Exercise - Below is a block of entries; repeat exactly the lines starting at the line that contains "repository 3dbf045a31281841" and ending at the line that contains "Retrieved entries stay", both included.

[Opening Data section]

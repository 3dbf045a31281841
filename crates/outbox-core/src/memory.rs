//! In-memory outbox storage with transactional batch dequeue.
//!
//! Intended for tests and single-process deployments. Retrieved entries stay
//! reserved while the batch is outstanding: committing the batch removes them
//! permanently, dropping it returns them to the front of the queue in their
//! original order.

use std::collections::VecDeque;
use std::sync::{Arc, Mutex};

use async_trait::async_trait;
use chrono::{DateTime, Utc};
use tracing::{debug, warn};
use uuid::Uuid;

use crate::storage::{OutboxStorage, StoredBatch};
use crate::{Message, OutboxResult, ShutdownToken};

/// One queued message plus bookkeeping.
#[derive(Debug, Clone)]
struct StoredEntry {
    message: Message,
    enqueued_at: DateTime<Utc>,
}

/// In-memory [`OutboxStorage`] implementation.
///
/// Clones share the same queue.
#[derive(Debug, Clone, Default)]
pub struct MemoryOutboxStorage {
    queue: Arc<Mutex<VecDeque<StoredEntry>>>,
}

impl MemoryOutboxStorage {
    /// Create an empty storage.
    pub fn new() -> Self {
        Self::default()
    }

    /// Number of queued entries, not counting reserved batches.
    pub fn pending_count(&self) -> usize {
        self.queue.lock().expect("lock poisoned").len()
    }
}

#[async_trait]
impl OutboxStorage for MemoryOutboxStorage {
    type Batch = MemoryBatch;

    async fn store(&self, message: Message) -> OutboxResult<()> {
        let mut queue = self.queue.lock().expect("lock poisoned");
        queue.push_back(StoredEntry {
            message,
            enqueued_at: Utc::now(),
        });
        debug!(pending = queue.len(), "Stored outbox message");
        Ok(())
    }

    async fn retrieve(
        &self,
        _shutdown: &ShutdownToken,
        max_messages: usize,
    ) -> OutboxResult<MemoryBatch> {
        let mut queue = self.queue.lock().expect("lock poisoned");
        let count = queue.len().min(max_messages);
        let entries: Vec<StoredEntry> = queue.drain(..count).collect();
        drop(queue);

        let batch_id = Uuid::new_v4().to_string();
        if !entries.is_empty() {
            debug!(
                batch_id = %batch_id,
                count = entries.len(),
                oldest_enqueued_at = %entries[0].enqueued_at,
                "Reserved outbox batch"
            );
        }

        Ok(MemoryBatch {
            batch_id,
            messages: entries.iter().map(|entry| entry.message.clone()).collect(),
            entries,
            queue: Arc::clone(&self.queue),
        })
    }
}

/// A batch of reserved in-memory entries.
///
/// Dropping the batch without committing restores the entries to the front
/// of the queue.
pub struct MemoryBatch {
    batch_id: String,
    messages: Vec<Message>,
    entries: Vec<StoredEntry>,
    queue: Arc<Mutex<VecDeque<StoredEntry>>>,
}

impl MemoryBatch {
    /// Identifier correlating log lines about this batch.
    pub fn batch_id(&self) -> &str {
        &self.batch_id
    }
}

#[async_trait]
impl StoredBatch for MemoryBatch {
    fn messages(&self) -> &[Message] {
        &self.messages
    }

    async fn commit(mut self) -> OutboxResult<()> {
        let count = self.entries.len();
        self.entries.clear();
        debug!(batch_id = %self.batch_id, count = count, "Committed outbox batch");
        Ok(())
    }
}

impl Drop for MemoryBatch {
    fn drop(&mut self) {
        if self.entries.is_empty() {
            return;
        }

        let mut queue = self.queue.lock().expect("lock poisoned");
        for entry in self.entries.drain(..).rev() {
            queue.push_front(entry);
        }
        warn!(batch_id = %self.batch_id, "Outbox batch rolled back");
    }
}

[Closing Data section]
[Opening Data section]

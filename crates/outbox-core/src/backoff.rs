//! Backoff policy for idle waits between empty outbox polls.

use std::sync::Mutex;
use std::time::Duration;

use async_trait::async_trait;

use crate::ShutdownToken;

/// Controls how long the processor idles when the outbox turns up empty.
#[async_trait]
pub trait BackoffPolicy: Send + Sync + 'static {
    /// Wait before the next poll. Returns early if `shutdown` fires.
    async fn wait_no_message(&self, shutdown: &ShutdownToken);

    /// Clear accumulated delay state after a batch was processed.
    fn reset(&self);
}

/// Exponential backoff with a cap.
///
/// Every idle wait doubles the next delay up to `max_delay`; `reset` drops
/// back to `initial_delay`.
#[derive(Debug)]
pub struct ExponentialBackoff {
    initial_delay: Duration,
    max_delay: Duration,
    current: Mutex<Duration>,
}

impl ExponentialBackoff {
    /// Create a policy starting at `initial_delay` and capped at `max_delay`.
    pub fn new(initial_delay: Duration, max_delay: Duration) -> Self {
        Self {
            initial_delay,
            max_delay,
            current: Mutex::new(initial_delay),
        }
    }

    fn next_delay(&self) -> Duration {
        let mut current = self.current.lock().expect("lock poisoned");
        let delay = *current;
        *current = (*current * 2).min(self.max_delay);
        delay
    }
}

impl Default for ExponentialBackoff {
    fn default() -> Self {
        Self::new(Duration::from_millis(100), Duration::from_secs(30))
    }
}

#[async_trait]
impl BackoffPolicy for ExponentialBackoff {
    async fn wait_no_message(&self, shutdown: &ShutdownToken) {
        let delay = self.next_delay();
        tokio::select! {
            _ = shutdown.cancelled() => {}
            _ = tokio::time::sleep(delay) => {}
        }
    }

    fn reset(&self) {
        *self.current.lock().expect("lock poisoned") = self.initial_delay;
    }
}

[Closing Data section]

Finished task -
repository 3dbf045a31281841
filename crates/outbox-core/src/memory.rs
//! In-memory outbox storage with transactional batch dequeue.
//!
//! Intended for tests and single-process deployments. Retrieved entries stay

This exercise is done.